── INFORMATION PROVIDED

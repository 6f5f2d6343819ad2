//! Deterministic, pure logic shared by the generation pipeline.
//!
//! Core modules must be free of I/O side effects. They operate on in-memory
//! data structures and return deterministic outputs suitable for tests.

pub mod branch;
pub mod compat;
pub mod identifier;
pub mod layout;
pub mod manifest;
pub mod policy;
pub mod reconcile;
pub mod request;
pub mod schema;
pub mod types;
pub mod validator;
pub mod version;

────

WORK REQUEST: From the line containing "pub mod policy;" through the last line of the records above, reproduce every line exactly.

SOLUTION:
pub mod policy;
pub mod reconcile;
pub mod request;
pub mod schema;
pub mod types;
pub mod validator;
pub mod version;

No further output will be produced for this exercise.